| Assigned task |
Go through the data and say how many lines include the string "most"; return only the figure.

| Given records |
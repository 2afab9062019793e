//! Width-bounded, escape-aware text shortening.
//!
//! Every function in here treats ANSI escape sequences (CSI, OSC, and the
//! string-terminated families) as zero-width and copies them through
//! verbatim, even past the point where visible text is cut. Only printable
//! characters count toward the display width.
//!
//! [sanitize] must run before [truncate] whenever input comes from an
//! untrusted source (file previews, command output), since expanding tabs
//! and dropping control characters changes the width.

use unicode_width::UnicodeWidthChar;

const ESC: char = '\x1b';
const BEL: char = '\x07';
const NBSP: char = '\u{a0}';
const TAB_SPACES: &str = "    ";

/// The marker appended by [TruncateStyle::Tail].
pub const TAIL: &str = "...";
const TAIL_WIDTH: usize = 3;

/// How overflowing text is shortened.
#[derive(Debug, Clone, Copy, PartialEq, Eq, Default)]
pub enum TruncateStyle {
    /// Drop the overflow, no marker.
    #[default]
    Plain,
    /// Reserve three cells for [TAIL]. Widths below that yield an empty string.
    Tail,
}

/// A piece of a styled string: either a whole escape sequence or one visible char.
#[derive(Debug, Clone, Copy, PartialEq, Eq)]
pub(crate) enum Segment<'a> {
    Escape(&'a str),
    Text(char),
}

/// Splits a string into escape sequences and visible characters.
pub(crate) struct Segments<'a> {
    src: &'a str,
    pos: usize,
}

pub(crate) fn segments(src: &str) -> Segments<'_> {
    Segments { src, pos: 0 }
}

impl<'a> Iterator for Segments<'a> {
    type Item = Segment<'a>;

    fn next(&mut self) -> Option<Self::Item> {
        let rest = &self.src[self.pos..];
        let mut chars = rest.chars();
        let first = chars.next()?;

        if first != ESC {
            self.pos += first.len_utf8();
            return Some(Segment::Text(first));
        }

        let len = escape_len(rest);
        self.pos += len;
        Some(Segment::Escape(&rest[..len]))
    }
}

/// Byte length of the escape sequence at the start of `s` (which begins with ESC).
fn escape_len(s: &str) -> usize {
    let bytes = s.as_bytes();
    let Some(&kind) = bytes.get(1) else {
        return 1;
    };

    match kind {
        // CSI: parameters and intermediates, then one final byte in 0x40..=0x7e
        b'[' => {
            for (i, &b) in bytes.iter().enumerate().skip(2) {
                if (0x40..=0x7e).contains(&b) {
                    return i + 1;
                }
            }
            bytes.len()
        }
        // OSC ends with BEL or ST, DCS/SOS/PM/APC end with ST
        b']' | b'P' | b'X' | b'^' | b'_' => {
            let mut i = 2;
            while i < bytes.len() {
                if kind == b']' && bytes[i] == BEL as u8 {
                    return i + 1;
                }
                if bytes[i] == ESC as u8 && bytes.get(i + 1) == Some(&b'\\') {
                    return i + 2;
                }
                i += 1;
            }
            bytes.len()
        }
        // Two-byte escape, keep the following char whole
        _ => {
            let next = s[1..].chars().next().map_or(0, char::len_utf8);
            1 + next
        }
    }
}

#[inline]
fn char_width(c: char) -> usize {
    c.width().unwrap_or(0)
}

/// Display width of `s`, ignoring escape sequences.
pub fn display_width(s: &str) -> usize {
    segments(s)
        .map(|seg| match seg {
            Segment::Text(c) => char_width(c),
            Segment::Escape(_) => 0,
        })
        .sum()
}

/// Removes every escape sequence from `s`.
pub fn strip_ansi(s: &str) -> String {
    let mut out = String::with_capacity(s.len());
    for seg in segments(s) {
        if let Segment::Text(c) = seg {
            out.push(c);
        }
    }
    out
}

/// Shortens `line` so its display width is at most `max_width`.
///
/// Escape sequences are copied through untouched, including the ones that
/// follow the cut, so a trailing reset survives. A wide character that would
/// straddle the boundary is dropped whole.
pub fn truncate(line: &str, max_width: usize, style: TruncateStyle) -> String {
    match style {
        TruncateStyle::Plain => cut(line, max_width, ""),
        TruncateStyle::Tail => {
            if display_width(line) <= max_width {
                return line.to_owned();
            }
            if max_width < TAIL_WIDTH {
                return String::new();
            }
            cut(line, max_width - TAIL_WIDTH, TAIL)
        }
    }
}

/// Keeps visible text up to `budget` cells, writes `marker` at the cut point (if
/// a cut happened) and keeps only escapes after it.
fn cut(line: &str, budget: usize, marker: &str) -> String {
    let mut out = String::with_capacity(line.len().min(budget * 4 + 16));
    let mut used = 0;
    let mut cut = false;

    for seg in segments(line) {
        match seg {
            Segment::Escape(esc) => out.push_str(esc),
            Segment::Text(_) if cut => {}
            Segment::Text(c) => {
                let w = char_width(c);
                if used + w > budget {
                    cut = true;
                    out.push_str(marker);
                    continue;
                }
                used += w;
                out.push(c);
            }
        }
    }
    out
}

/// Keeps the end of an unstyled string, prefixing [TAIL] when something was cut.
/// Used for paths, where the last components matter most.
pub fn truncate_left(s: &str, max_width: usize) -> String {
    if display_width(s) <= max_width {
        return s.to_owned();
    }
    if max_width < TAIL_WIDTH {
        return String::new();
    }
    let budget = max_width - TAIL_WIDTH;
    let mut used = 0;
    let mut start = s.len();
    for (idx, c) in s.char_indices().rev() {
        let w = char_width(c);
        if used + w > budget {
            break;
        }
        used += w;
        start = idx;
    }
    format!("{TAIL}{}", &s[start..])
}

/// Removes characters that would corrupt a fixed-width grid.
///
/// Tabs become four spaces, multi-byte whitespace becomes a plain space,
/// U+FFFD and control characters are dropped. ESC is kept so styled text
/// stays styled, and newlines are kept for the caller to split on.
pub fn sanitize(line: &str) -> String {
    let mut out = String::with_capacity(line.len());
    for c in line.chars() {
        match c {
            char::REPLACEMENT_CHARACTER => {}
            NBSP => out.push(c),
            '\t' => out.push_str(TAB_SPACES),
            ESC | '\n' => out.push(c),
            c if !c.is_ascii() => {
                if c.is_control() {
                    continue;
                }
                out.push(if c.is_whitespace() { ' ' } else { c });
            }
            c if c.is_ascii_graphic() || c == ' ' => out.push(c),
            _ => {}
        }
    }
    out
}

| Answer below |
2